ASSIGNED TASK: Filter the entries down to the lines holding "period", then copy those lines.
-- SUPPLIED ENTRIES follows --
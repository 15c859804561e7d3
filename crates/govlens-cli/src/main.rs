//! govlens - governance dashboard CLI
//!
//! The `govlens` command reads the platform's governance API and prints
//! what is governed, where each bundle sits in its policy, and what is
//! waiting for approval.
//!
//! ## Commands
//!
//! - `summary`: Headline metrics
//! - `bundles`: Governed (or all) bundles with deep links
//! - `policies`: Stage adoption per policy
//! - `projects`: Projects with and without a bundle
//! - `models`: Registered models by governance status
//! - `approvals`: Pending approval requests
//! - `report`: The full dashboard, once or on an interval
//! - `score`: Score a credit application against the hosted model

use anyhow::{Context, Result};
use clap::{Args, Parser, Subcommand, ValueEnum};
use std::path::{Path, PathBuf};
use std::sync::Arc;
use std::time::Duration;
use tracing::info;

use govlens_api::{
    ApiConfig, ApiFlavor, AuthScheme, CachedSource, GovernanceClient, ScoringClient, ScoringConfig,
};
use govlens_core::report::{
    render_approvals_md, render_bundles_md, render_header, render_models_md, render_policies_md,
    render_projects_md, render_summary_md, render_warnings_md,
};
use govlens_core::{
    render_report_json, render_report_md, score_application, write_report, Dashboard,
    DashboardReport, LinkBuilder, ScoreInput, METRICS,
};

#[derive(Parser)]
#[command(name = "govlens")]
#[command(author = "Stevedores Org")]
#[command(version = env!("CARGO_PKG_VERSION"))]
#[command(about = "Governance dashboard for ML-platform bundles, policies and models", long_about = None)]
struct Cli {
    /// Enable verbose output
    #[arg(short, long, global = true)]
    verbose: bool,

    /// Emit JSON-formatted log lines
    #[arg(long, global = true)]
    json: bool,

    /// Output format for reports
    #[arg(long, value_enum, default_value_t = OutputFormat::Markdown, global = true)]
    format: OutputFormat,

    #[command(flatten)]
    connection: ConnectionArgs,

    #[command(subcommand)]
    command: Commands,
}

#[derive(Debug, Clone, Copy, PartialEq, Eq, ValueEnum)]
enum OutputFormat {
    Markdown,
    Json,
}

/// Where and how to reach the platform; no `Debug`, it holds keys
#[derive(Args, Clone)]
struct ConnectionArgs {
    /// Platform base URL
    #[arg(long, env = "API_HOST", global = true)]
    api_host: Option<String>,

    /// Platform API key
    #[arg(long, env = "API_KEY", hide_env_values = true, global = true)]
    api_key: Option<String>,

    /// How the key is sent: `header` or `basic`
    #[arg(long, env = "GOVLENS_AUTH", default_value = "header", global = true)]
    auth: AuthScheme,

    /// Endpoint family: `governance` or `guardrails`
    #[arg(long, env = "GOVLENS_API_FLAVOR", default_value = "governance", global = true)]
    flavor: ApiFlavor,

    /// Per-request timeout in seconds
    #[arg(long, env = "GOVLENS_TIMEOUT_SECS", global = true)]
    timeout_secs: Option<u64>,

    /// Scoring model endpoint URL
    #[arg(long, env = "SCORING_URL", global = true)]
    scoring_url: Option<String>,

    /// Scoring model key
    #[arg(long, env = "SCORING_KEY", hide_env_values = true, global = true)]
    scoring_key: Option<String>,
}

#[derive(Subcommand, Debug)]
enum Commands {
    /// Headline metrics
    Summary,

    /// Bundles with evidence links
    Bundles {
        /// Include bundles without a policy
        #[arg(long)]
        all: bool,
    },

    /// Stage adoption per policy
    Policies,

    /// Projects with and without a bundle
    Projects,

    /// Registered models by governance status
    Models,

    /// Pending approval requests
    Approvals,

    /// Full dashboard
    Report {
        /// Write the report to this file instead of stdout
        #[arg(short, long)]
        output: Option<PathBuf>,

        /// Re-fetch and re-render every SECS seconds until Ctrl-C
        #[arg(long, value_name = "SECS")]
        watch: Option<u64>,
    },

    /// Score a credit application
    Score(ScoreArgs),
}

#[derive(Args, Debug, Clone, Copy)]
struct ScoreArgs {
    /// Repayment status last month (-1 paid duly, 1..=9 months late)
    #[arg(long = "pay-0", allow_negative_numbers = true)]
    pay_0: i64,

    /// Repayment status two months ago
    #[arg(long = "pay-2", allow_negative_numbers = true)]
    pay_2: i64,

    /// Repayment status three months ago
    #[arg(long = "pay-3", allow_negative_numbers = true)]
    pay_3: i64,

    /// Repayment status four months ago
    #[arg(long = "pay-4", allow_negative_numbers = true)]
    pay_4: i64,

    /// Credit limit
    #[arg(long, allow_negative_numbers = true)]
    limit_bal: i64,

    /// Last statement amount
    #[arg(long = "bill-amt1", allow_negative_numbers = true)]
    bill_amt1: i64,

    /// Applicant age
    #[arg(long, allow_negative_numbers = true)]
    age: i64,
}

impl From<ScoreArgs> for ScoreInput {
    fn from(args: ScoreArgs) -> Self {
        ScoreInput {
            pay_0: args.pay_0,
            pay_2: args.pay_2,
            pay_3: args.pay_3,
            pay_4: args.pay_4,
            limit_bal: args.limit_bal,
            bill_amt1: args.bill_amt1,
            age: args.age,
        }
    }
}

/// Dashboard section selected by a subcommand
#[derive(Debug, Clone, Copy, PartialEq, Eq)]
enum View {
    Summary,
    Bundles { all: bool },
    Policies,
    Projects,
    Models,
    Approvals,
    Full,
}

#[tokio::main]
async fn main() -> Result<()> {
    let cli = Cli::parse();

    govlens_core::init_tracing(cli.json, govlens_core::telemetry::level_for(cli.verbose));

    let view = match cli.command {
        Commands::Score(args) => return cmd_score(&cli.connection, args.into(), cli.format).await,
        Commands::Report { output, watch } => {
            let ctx = DashboardContext::connect(&cli.connection)?;
            return cmd_report(&ctx, cli.format, output.as_deref(), watch).await;
        }
        Commands::Summary => View::Summary,
        Commands::Bundles { all } => View::Bundles { all },
        Commands::Policies => View::Policies,
        Commands::Projects => View::Projects,
        Commands::Models => View::Models,
        Commands::Approvals => View::Approvals,
    };

    let ctx = DashboardContext::connect(&cli.connection)?;
    let content = ctx.render(view, cli.format).await?;
    print!("{}", content);
    ctx.flush_metrics();
    Ok(())
}

fn timeout(args: &ConnectionArgs) -> Result<Option<Duration>> {
    match args.timeout_secs {
        Some(0) => anyhow::bail!("--timeout-secs must be at least 1"),
        Some(secs) => Ok(Some(Duration::from_secs(secs))),
        None => Ok(None),
    }
}

fn api_config(args: &ConnectionArgs) -> Result<ApiConfig> {
    let host = args
        .api_host
        .as_deref()
        .context("API_HOST is not set (use --api-host or the API_HOST variable)")?;
    let key = args
        .api_key
        .as_deref()
        .context("API_KEY is not set (use --api-key or the API_KEY variable)")?;

    let mut config = ApiConfig::new(host, key)
        .context("Invalid governance API configuration")?
        .with_auth(args.auth)
        .with_flavor(args.flavor);
    if let Some(timeout) = timeout(args)? {
        config = config.with_timeout(timeout)?;
    }
    Ok(config)
}

fn scoring_config(args: &ConnectionArgs) -> Result<ScoringConfig> {
    let url = args
        .scoring_url
        .as_deref()
        .context("SCORING_URL is not set (use --scoring-url or the SCORING_URL variable)")?;
    let key = args
        .scoring_key
        .as_deref()
        .context("SCORING_KEY is not set (use --scoring-key or the SCORING_KEY variable)")?;

    let mut config = ScoringConfig::new(url, key).context("Invalid scoring configuration")?;
    if let Some(timeout) = timeout(args)? {
        config.timeout = timeout;
    }
    Ok(config)
}

/// A connected dashboard: cached client, pipeline and link builder
struct DashboardContext {
    cache: Arc<CachedSource<GovernanceClient>>,
    dashboard: Dashboard,
    links: LinkBuilder,
}

impl DashboardContext {
    fn connect(args: &ConnectionArgs) -> Result<Self> {
        let config = api_config(args)?;
        Self::from_config(config)
    }

    fn from_config(config: ApiConfig) -> Result<Self> {
        info!(
            host = %config.host_str(),
            flavor = %config.flavor,
            auth = %config.auth,
            "Connecting to governance API"
        );
        let links = LinkBuilder::from_url(config.host().clone());
        let host = config.host_str().to_string();
        let client = GovernanceClient::new(config).context("Failed to build HTTP client")?;
        let cache = Arc::new(CachedSource::new(client));
        let dashboard = Dashboard::new(cache.clone(), &host);
        Ok(Self {
            cache,
            dashboard,
            links,
        })
    }

    async fn load(&self) -> DashboardReport {
        DashboardReport::new(self.dashboard.load().await)
    }

    async fn render(&self, view: View, format: OutputFormat) -> Result<String> {
        let report = self.load().await;
        render_view(view, &report, &self.links, format)
    }

    fn flush_metrics(&self) {
        let stats = self.cache.stats();
        info!(
            metric = "cache",
            hits = stats.hits,
            misses = stats.misses,
        );
        METRICS.flush();
    }
}

/// Render one section of `report`.
///
/// Markdown sections end with the warnings list when any fetch degraded;
/// JSON sections carry only their own data.
fn render_view(
    view: View,
    report: &DashboardReport,
    links: &LinkBuilder,
    format: OutputFormat,
) -> Result<String> {
    match format {
        OutputFormat::Json => {
            let json = match view {
                View::Full => render_report_json(report)?,
                View::Summary => serde_json::to_string_pretty(&report.summary)?,
                View::Bundles { all: true } => serde_json::to_string_pretty(&report.bundles)?,
                View::Bundles { all: false } => {
                    let governed: Vec<_> = report.governed_bundles().collect();
                    serde_json::to_string_pretty(&governed)?
                }
                View::Policies => serde_json::to_string_pretty(&report.policy_adoption)?,
                View::Projects => serde_json::to_string_pretty(&report.project_coverage)?,
                View::Models => serde_json::to_string_pretty(&report.model_governance)?,
                View::Approvals => serde_json::to_string_pretty(&report.approvals)?,
            };
            Ok(format!("{json}\n"))
        }
        OutputFormat::Markdown => {
            if view == View::Full {
                return Ok(render_report_md(report, links));
            }
            let mut md = render_header(report);
            md.push_str(&match view {
                View::Summary => render_summary_md(report),
                View::Bundles { all } => render_bundles_md(report, links, all),
                View::Policies => render_policies_md(report, links),
                View::Projects => render_projects_md(report, links),
                View::Models => render_models_md(report, links),
                View::Approvals => render_approvals_md(report),
                View::Full => String::new(),
            });
            md.push_str(&render_warnings_md(report));
            Ok(md)
        }
    }
}

async fn report_once(
    ctx: &DashboardContext,
    format: OutputFormat,
    output: Option<&Path>,
) -> Result<()> {
    let content = ctx.render(View::Full, format).await?;
    match output {
        Some(path) => {
            write_report(path, &content)
                .with_context(|| format!("Failed to write report to {:?}", path))?;
            println!("Wrote report to {:?}", path);
        }
        None => print!("{}", content),
    }
    ctx.flush_metrics();
    Ok(())
}

async fn cmd_report(
    ctx: &DashboardContext,
    format: OutputFormat,
    output: Option<&Path>,
    watch: Option<u64>,
) -> Result<()> {
    let Some(secs) = watch else {
        return report_once(ctx, format, output).await;
    };
    if secs == 0 {
        anyhow::bail!("--watch must be at least 1 second");
    }

    info!(interval_secs = secs, "Watching governance API; Ctrl-C to stop");
    watch_reports(
        ctx,
        format,
        output,
        Duration::from_secs(secs),
        tokio::signal::ctrl_c(),
    )
    .await
}

/// Re-render every `period` until `shutdown` resolves.
///
/// One `shutdown` future lives for the whole loop, so a signal that lands
/// mid-refresh is not lost; the in-flight refresh is dropped.
async fn watch_reports(
    ctx: &DashboardContext,
    format: OutputFormat,
    output: Option<&Path>,
    period: Duration,
    shutdown: impl std::future::Future<Output = std::io::Result<()>>,
) -> Result<()> {
    tokio::pin!(shutdown);
    let mut ticker = tokio::time::interval(period);
    loop {
        tokio::select! {
            signal = &mut shutdown => {
                signal.context("Failed to listen for Ctrl-C")?;
                break;
            }
            _ = ticker.tick() => {
                // Each refresh is a new run.
                ctx.cache.clear();
                tokio::select! {
                    signal = &mut shutdown => {
                        signal.context("Failed to listen for Ctrl-C")?;
                        break;
                    }
                    result = report_once(ctx, format, output) => result?,
                }
                METRICS.reset();
            }
        }
    }
    info!("Stopped watching");
    Ok(())
}

async fn cmd_score(args: &ConnectionArgs, input: ScoreInput, format: OutputFormat) -> Result<()> {
    // Validate before touching the network or requiring scoring credentials.
    input.validate()?;
    let client = ScoringClient::new(scoring_config(args)?)?;
    let outcome = score_application(&client, &input)
        .await
        .context("Failed to score application")?;

    match format {
        OutputFormat::Json => println!("{}", serde_json::to_string_pretty(&outcome)?),
        OutputFormat::Markdown => print!("{}", outcome.render_text()),
    }
    METRICS.flush();
    Ok(())
}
-- SUPPLIED ENTRIES concluded --
TASK OUTPUT:
/// Re-render every `period` until `shutdown` resolves.
    period: Duration,
    let mut ticker = tokio::time::interval(period);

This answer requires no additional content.